Your task:
The answer must consist of every record, printed exactly as it stands.

Collected data

-------------------------

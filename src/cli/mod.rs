//! Command-line interface for banksafe.
//!
//! Provides commands for checking the configured state, adjudicating a
//! single request, replaying a scenario and inspecting configuration.

use std::path::{Path, PathBuf};

use anyhow::{Context, Result};
use clap::{Parser, Subcommand};
use serde::Serialize;

use crate::config::{self, ResolvedConfig};
use crate::core::{Scenario, StepReport};
use crate::domain::{SafetyResult, SystemSnapshot};

pub mod render;

/// banksafe - Banker's algorithm deadlock-avoidance simulator
#[derive(Parser, Debug)]
#[command(name = "banksafe")]
#[command(author, version, about, long_about = None)]
pub struct Cli {
    /// Config file describing the initial state
    #[arg(short, long, global = true, env = "BANKSAFE_CONFIG")]
    pub config: Option<PathBuf>,

    /// Print machine-readable JSON instead of tables
    #[arg(long, global = true)]
    pub json: bool,

    #[command(subcommand)]
    pub command: Commands,
}

#[derive(Subcommand, Debug)]
pub enum Commands {
    /// Show the state tables and whether the state is safe
    Check,

    /// Ask for resources on behalf of a process
    Request {
        /// Process index (P0 is 0)
        process: usize,

        /// Units requested, one per resource type (e.g. `1 0 2` or `1,0,2`)
        #[arg(required = true, num_args = 1.., value_delimiter = ',')]
        units: Vec<u32>,
    },

    /// Replay a scenario file of requests
    Simulate {
        /// Scenario YAML file
        scenario: PathBuf,
    },

    /// Show resolved configuration
    Config,
}

impl Cli {
    /// Execute the CLI command
    pub fn execute(self) -> Result<()> {
        let resolved = config::load_config(self.config.as_deref())?;

        match self.command {
            Commands::Check => check(resolved, self.json),
            Commands::Request { process, units } => request(resolved, process, &units, self.json),
            Commands::Simulate { scenario } => simulate(resolved, &scenario, self.json),
            Commands::Config => show_config(&resolved, self.json),
        }
    }
}

#[derive(Serialize)]
struct CheckOutput<'a> {
    resource_names: &'a [String],
    snapshot: &'a SystemSnapshot,
    safety: SafetyResult,
}

fn check(resolved: ResolvedConfig, json: bool) -> Result<()> {
    let bank = resolved.into_bank()?;
    let safety = bank.status();

    if json {
        return print_json(&CheckOutput {
            resource_names: bank.resource_names(),
            snapshot: bank.snapshot(),
            safety,
        });
    }

    println!("{}", render::state_tables(bank.snapshot(), bank.resource_names()));
    print!("{}", render::safety(&safety));
    Ok(())
}

fn request(resolved: ResolvedConfig, process: usize, units: &[u32], json: bool) -> Result<()> {
    let mut bank = resolved.into_bank()?;
    let result = bank
        .request(process, units)
        .with_context(|| format!("Invalid request for process {}", process))?;

    if json {
        return print_json(&result);
    }

    print!("{}", render::decision(process, &result));
    println!();
    print!("{}", render::state_tables(&result.snapshot, bank.resource_names()));
    Ok(())
}

#[derive(Serialize)]
struct SimulateOutput<'a> {
    scenario: &'a str,
    steps: &'a [StepReport],
    granted: u64,
    denied: u64,
    mismatches: usize,
}

fn simulate(resolved: ResolvedConfig, path: &Path, json: bool) -> Result<()> {
    let scenario = Scenario::from_file(path)?;
    replay(resolved, &scenario, json)
}

/// Run a loaded scenario; fails when any step's expectation is not met
fn replay(resolved: ResolvedConfig, scenario: &Scenario, json: bool) -> Result<()> {
    scenario.validate()?;

    let mut bank = resolved.into_bank()?;
    let initial = bank.status();
    let reports = scenario.run(&mut bank)?;
    let mismatches = reports.iter().filter(|r| r.is_mismatch()).count();

    if json {
        print_json(&SimulateOutput {
            scenario: &scenario.name,
            steps: &reports,
            granted: bank.requests_granted(),
            denied: bank.requests_denied(),
            mismatches,
        })?;
    } else {
        println!("Scenario: {}", scenario.name);
        if !scenario.description.is_empty() {
            println!("{}", scenario.description);
        }
        println!();
        print!("Initial state: {}", render::safety(&initial));
        for report in &reports {
            print!("{}", render::step(report));
        }
        println!();
        println!("{}", render::state_tables(bank.snapshot(), bank.resource_names()));
        println!(
            "{} granted, {} denied, {} unexpected",
            bank.requests_granted(),
            bank.requests_denied(),
            mismatches
        );
    }

    if mismatches > 0 {
        anyhow::bail!("{} step(s) did not match their expected outcome", mismatches);
    }
    Ok(())
}

#[derive(Serialize)]
struct ConfigOutput<'a> {
    source: String,
    processes: usize,
    resources: usize,
    resource_names: &'a [String],
    snapshot: &'a SystemSnapshot,
}

fn show_config(resolved: &ResolvedConfig, json: bool) -> Result<()> {
    if json {
        return print_json(&ConfigOutput {
            source: resolved.source.to_string(),
            processes: resolved.snapshot.process_count(),
            resources: resolved.snapshot.resource_count(),
            resource_names: &resolved.resource_names,
            snapshot: &resolved.snapshot,
        });
    }

    println!("Source:     {}", resolved.source);
    println!("Processes:  {}", resolved.snapshot.process_count());
    println!(
        "Resources:  {} ({})",
        resolved.snapshot.resource_count(),
        resolved.resource_names.join(", ")
    );
    println!("Totals:     {:?}", resolved.snapshot.totals());
    Ok(())
}

fn print_json<T: Serialize>(value: &T) -> Result<()> {
    let text = serde_json::to_string_pretty(value).context("Failed to serialize output")?;
    println!("{}", text);
    Ok(())
}

#[cfg(test)]
mod tests {
    use super::*;
    use crate::config::{ConfigFile, ConfigSource};
    use clap::CommandFactory;

    fn classic_config() -> ResolvedConfig {
        let (snapshot, resource_names) = ConfigFile::classic().resolve().unwrap();
        ResolvedConfig {
            source: ConfigSource::Builtin,
            snapshot,
            resource_names,
        }
    }

    #[test]
    fn test_cli_definition_is_valid() {
        Cli::command().debug_assert();
    }

    #[test]
    fn test_parse_request_units() {
        let cli = Cli::try_parse_from(["banksafe", "request", "1", "1", "0", "2"]).unwrap();
        match cli.command {
            Commands::Request { process, units } => {
                assert_eq!(process, 1);
                assert_eq!(units, vec![1, 0, 2]);
            }
            other => panic!("unexpected command: {:?}", other),
        }

        let cli = Cli::try_parse_from(["banksafe", "--json", "request", "0", "0,2,0"]).unwrap();
        assert!(cli.json);
        match cli.command {
            Commands::Request { units, .. } => assert_eq!(units, vec![0, 2, 0]),
            other => panic!("unexpected command: {:?}", other),
        }
    }

    #[test]
    fn test_negative_units_are_rejected() {
        assert!(Cli::try_parse_from(["banksafe", "request", "1", "-1", "0", "2"]).is_err());
    }

    #[test]
    fn test_replay_accepts_matching_expectations() {
        let scenario = Scenario::from_yaml(
            r#"
name: grant-then-wait
steps:
  - process: 1
    request: [1, 0, 2]
    expect: granted
  - process: 4
    request: [3, 3, 0]
    expect: insufficient_available
"#,
        )
        .unwrap();

        replay(classic_config(), &scenario, true).unwrap();
    }

    #[test]
    fn test_replay_fails_on_unexpected_outcome() {
        let scenario = Scenario::from_yaml(
            r#"
name: over-claim
steps:
  - process: 1
    request: [2, 0, 0]
    expect: granted
"#,
        )
        .unwrap();

        let err = replay(classic_config(), &scenario, false).unwrap_err();
        assert!(format!("{:#}", err).contains("1 step(s) did not match"));
    }
}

-------------------------

Result for this exercise:
filename src/cli/mod.rs
//! Command-line interface for banksafe.
//!
//! Provides commands for checking the configured state, adjudicating a
//! single request, replaying a scenario and inspecting configuration.

use std::path::{Path, PathBuf};

use anyhow::{Context, Result};
use clap::{Parser, Subcommand};
use serde::Serialize;

use crate::config::{self, ResolvedConfig};
use crate::core::{Scenario, StepReport};
use crate::domain::{SafetyResult, SystemSnapshot};

pub mod render;

/// banksafe - Banker's algorithm deadlock-avoidance simulator
#[derive(Parser, Debug)]
#[command(name = "banksafe")]
#[command(author, version, about, long_about = None)]
pub struct Cli {
    /// Config file describing the initial state
    #[arg(short, long, global = true, env = "BANKSAFE_CONFIG")]
    pub config: Option<PathBuf>,

    /// Print machine-readable JSON instead of tables
    #[arg(long, global = true)]
    pub json: bool,

    #[command(subcommand)]
    pub command: Commands,
}

#[derive(Subcommand, Debug)]
pub enum Commands {
    /// Show the state tables and whether the state is safe
    Check,

    /// Ask for resources on behalf of a process
    Request {
        /// Process index (P0 is 0)
        process: usize,

        /// Units requested, one per resource type (e.g. `1 0 2` or `1,0,2`)
        #[arg(required = true, num_args = 1.., value_delimiter = ',')]
        units: Vec<u32>,
    },

    /// Replay a scenario file of requests
    Simulate {
        /// Scenario YAML file
        scenario: PathBuf,
    },

    /// Show resolved configuration
    Config,
}

impl Cli {
    /// Execute the CLI command
    pub fn execute(self) -> Result<()> {
        let resolved = config::load_config(self.config.as_deref())?;

        match self.command {
            Commands::Check => check(resolved, self.json),
            Commands::Request { process, units } => request(resolved, process, &units, self.json),
            Commands::Simulate { scenario } => simulate(resolved, &scenario, self.json),
            Commands::Config => show_config(&resolved, self.json),
        }
    }
}

#[derive(Serialize)]
struct CheckOutput<'a> {
    resource_names: &'a [String],
    snapshot: &'a SystemSnapshot,
    safety: SafetyResult,
}

fn check(resolved: ResolvedConfig, json: bool) -> Result<()> {
    let bank = resolved.into_bank()?;
    let safety = bank.status();

    if json {
        return print_json(&CheckOutput {
            resource_names: bank.resource_names(),
            snapshot: bank.snapshot(),
            safety,
        });
    }

    println!("{}", render::state_tables(bank.snapshot(), bank.resource_names()));
    print!("{}", render::safety(&safety));
    Ok(())
}

fn request(resolved: ResolvedConfig, process: usize, units: &[u32], json: bool) -> Result<()> {
    let mut bank = resolved.into_bank()?;
    let result = bank
        .request(process, units)
        .with_context(|| format!("Invalid request for process {}", process))?;

    if json {
        return print_json(&result);
    }

    print!("{}", render::decision(process, &result));
    println!();
    print!("{}", render::state_tables(&result.snapshot, bank.resource_names()));
    Ok(())
}

#[derive(Serialize)]
struct SimulateOutput<'a> {
    scenario: &'a str,
    steps: &'a [StepReport],
    granted: u64,
    denied: u64,
    mismatches: usize,
}

fn simulate(resolved: ResolvedConfig, path: &Path, json: bool) -> Result<()> {
    let scenario = Scenario::from_file(path)?;
    replay(resolved, &scenario, json)
}

/// Run a loaded scenario; fails when any step's expectation is not met
fn replay(resolved: ResolvedConfig, scenario: &Scenario, json: bool) -> Result<()> {
    scenario.validate()?;

    let mut bank = resolved.into_bank()?;
    let initial = bank.status();
    let reports = scenario.run(&mut bank)?;
    let mismatches = reports.iter().filter(|r| r.is_mismatch()).count();

    if json {
        print_json(&SimulateOutput {
            scenario: &scenario.name,
            steps: &reports,
            granted: bank.requests_granted(),
            denied: bank.requests_denied(),
            mismatches,
        })?;
    } else {
        println!("Scenario: {}", scenario.name);
        if !scenario.description.is_empty() {
            println!("{}", scenario.description);
        }
        println!();
        print!("Initial state: {}", render::safety(&initial));
        for report in &reports {
            print!("{}", render::step(report));
        }
        println!();
        println!("{}", render::state_tables(bank.snapshot(), bank.resource_names()));
        println!(
            "{} granted, {} denied, {} unexpected",
            bank.requests_granted(),
            bank.requests_denied(),
            mismatches
        );
    }

    if mismatches > 0 {
        anyhow::bail!("{} step(s) did not match their expected outcome", mismatches);
    }
    Ok(())
}

#[derive(Serialize)]
struct ConfigOutput<'a> {
    source: String,
    processes: usize,
    resources: usize,
    resource_names: &'a [String],
    snapshot: &'a SystemSnapshot,
}

fn show_config(resolved: &ResolvedConfig, json: bool) -> Result<()> {
    if json {
        return print_json(&ConfigOutput {
            source: resolved.source.to_string(),
            processes: resolved.snapshot.process_count(),
            resources: resolved.snapshot.resource_count(),
            resource_names: &resolved.resource_names,
            snapshot: &resolved.snapshot,
        });
    }

    println!("Source:     {}", resolved.source);
    println!("Processes:  {}", resolved.snapshot.process_count());
    println!(
        "Resources:  {} ({})",
        resolved.snapshot.resource_count(),
        resolved.resource_names.join(", ")
    );
    println!("Totals:     {:?}", resolved.snapshot.totals());
    Ok(())
}

fn print_json<T: Serialize>(value: &T) -> Result<()> {
    let text = serde_json::to_string_pretty(value).context("Failed to serialize output")?;
    println!("{}", text);
    Ok(())
}

#[cfg(test)]
mod tests {
    use super::*;
    use crate::config::{ConfigFile, ConfigSource};
    use clap::CommandFactory;

    fn classic_config() -> ResolvedConfig {
        let (snapshot, resource_names) = ConfigFile::classic().resolve().unwrap();
        ResolvedConfig {
            source: ConfigSource::Builtin,
            snapshot,
            resource_names,
        }
    }

    #[test]
    fn test_cli_definition_is_valid() {
        Cli::command().debug_assert();
    }

    #[test]
    fn test_parse_request_units() {
        let cli = Cli::try_parse_from(["banksafe", "request", "1", "1", "0", "2"]).unwrap();
        match cli.command {
            Commands::Request { process, units } => {
                assert_eq!(process, 1);
                assert_eq!(units, vec![1, 0, 2]);
            }
            other => panic!("unexpected command: {:?}", other),
        }

        let cli = Cli::try_parse_from(["banksafe", "--json", "request", "0", "0,2,0"]).unwrap();
        assert!(cli.json);
        match cli.command {
            Commands::Request { units, .. } => assert_eq!(units, vec![0, 2, 0]),
            other => panic!("unexpected command: {:?}", other),
        }
    }

    #[test]
    fn test_negative_units_are_rejected() {
        assert!(Cli::try_parse_from(["banksafe", "request", "1", "-1", "0", "2"]).is_err());
    }

    #[test]
    fn test_replay_accepts_matching_expectations() {
        let scenario = Scenario::from_yaml(
            r#"
name: grant-then-wait
steps:
  - process: 1
    request: [1, 0, 2]
    expect: granted
  - process: 4
    request: [3, 3, 0]
    expect: insufficient_available
"#,
        )
        .unwrap();

        replay(classic_config(), &scenario, true).unwrap();
    }

    #[test]
    fn test_replay_fails_on_unexpected_outcome() {
        let scenario = Scenario::from_yaml(
            r#"
name: over-claim
steps:
  - process: 1
    request: [2, 0, 0]
    expect: granted
"#,
        )
        .unwrap();

        let err = replay(classic_config(), &scenario, false).unwrap_err();
        assert!(format!("{:#}", err).contains("1 step(s) did not match"));
    }
}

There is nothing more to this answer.